# ASMSA: Prepare and check input files

**Next steps**
- [tune.ipynb](tune.ipynb): Perform initial hyperparameter tuning for this molecule
- [train.ipynb](train.ipynb): Use results of previous tuning in more thorough training
- [md.ipynb](md.ipynb): Use a trained model in MD simulation with Gromacs

In [None]:
%cd trpcage

In [None]:
#avoid TF to consume GPU memory
import tensorflow as tf

tf.config.set_visible_devices([], 'GPU')
tf.config.list_logical_devices()

import torch

In [None]:
import mdtraj as md
import numpy as np
import urllib.request
import asmsa
import os
import re
import tensorflow as tf
import gromacs as gmx
import gromacs.fileformats as gf
import matplotlib.pyplot as plt
import numpy as np

## Prepare input files

Tryptophan cage files are downloaded in this section from our Google drive. 

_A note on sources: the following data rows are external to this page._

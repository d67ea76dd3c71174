use std::path::Path;

use crate::config::AuditConfig;
use crate::error::CheckFailure;
use crate::exec::{Output, command_line, run_bounded};

/// Run the project's build and require a zero exit (and the output directory,
/// when one is configured).
pub async fn verify_build(root: &Path, cfg: &AuditConfig) -> Result<(), CheckFailure> {
    let build = &cfg.build;
    let command = command_line(&build.program, &build.args);
    let status = run_bounded(
        "build",
        &build.program,
        &build.args[..],
        root,
        Output::Inherit,
        cfg.timeouts.build(),
    )
    .await?;
    if !status.success() {
        return Err(CheckFailure::BuildFailure {
            command,
            status: status.to_string(),
        });
    }
    if let Some(dir) = &build.output_dir
        && !root.join(dir).is_dir()
    {
        return Err(CheckFailure::BuildFailure {
            command,
            status: format!("success but produced no {}", dir.display()),
        });
    }
    Ok(())
}

/// Ask the cloud CLI for the configured project; any non-zero exit means the
/// local identity cannot reach it. Its stdout is discarded; stderr stays
/// visible so the CLI's own explanation reaches the user.
pub async fn verify_auth(root: &Path, cfg: &AuditConfig) -> Result<(), CheckFailure> {
    let args = cfg.auth_args();
    let status = run_bounded(
        "auth",
        &cfg.auth.program,
        &args[..],
        root,
        Output::Quiet,
        cfg.timeouts.auth(),
    )
    .await?;
    if status.success() {
        Ok(())
    } else {
        tracing::debug!(status=%status, "auth: cloud CLI rejected project lookup");
        Err(CheckFailure::AuthUnreachable {
            project_id: cfg.project_id.clone(),
            ci_note: cfg.auth.ci_note.clone(),
        })
    }
}
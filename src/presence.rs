use std::path::Path;

use crate::error::CheckFailure;

/// A required file must exist as a regular file under `root`.
pub fn check_present(root: &Path, rel: &Path) -> Result<(), CheckFailure> {
    if root.join(rel).is_file() {
        Ok(())
    } else {
        Err(CheckFailure::MissingConfigFile {
            path: rel.to_path_buf(),
        })
    }
}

This is for demonstration purpose, in real use the inputs should be placed here, and _conf, traj, topol, index_ variables set to their filenames names.

In [None]:
# Define input files
base = 'trpcage_correct'

# input conformation, it should not contain hydrogens
conf = base + '.pdb'

# input trajectory
# atom numbering must be consistent with {conf}, no hydrogens as well

traj = 'trpcage_red.xtc'

# everything else is generated with pdb2gmx to make sure the files are consistent

#### Density of additional internal coordinates

In how many randomly sampled distances from all atom-to-atom one atom should appear in average

In [None]:
nb_density = 2 # integer in [1, n_atoms-1]

In [None]:
topol = base + '.top'
index = base + '.ndx'
gro = base + '.gro'

with open('inputs.py','w') as i:
    i.write(f'''
base = '{base}'
conf = '{conf}'
traj = '{traj}'
topol = '{topol}'
index = '{index}'
gro = '{gro}'

nb_density = {nb_density}
''')

In [None]:
gmx.pdb2gmx(f=conf, ignh=True,p=topol,n=index,o=gro,water='tip3p',ff='amber99sb-ildn')

## Sanity checks

In [None]:
# Load the trajectory, it should report expected numbers of frames and atoms/residua

tr = md.load(traj,top=conf)
idx=tr[0].top.select("name CA")

# for trivial cases like Ala-Ala, where superposing on CAs fails
#idx=tr[0].top.select("element != H")

tr.superpose(tr[0],atom_indices=idx)

In [None]:
# Visual check, all frames should look "reasonable"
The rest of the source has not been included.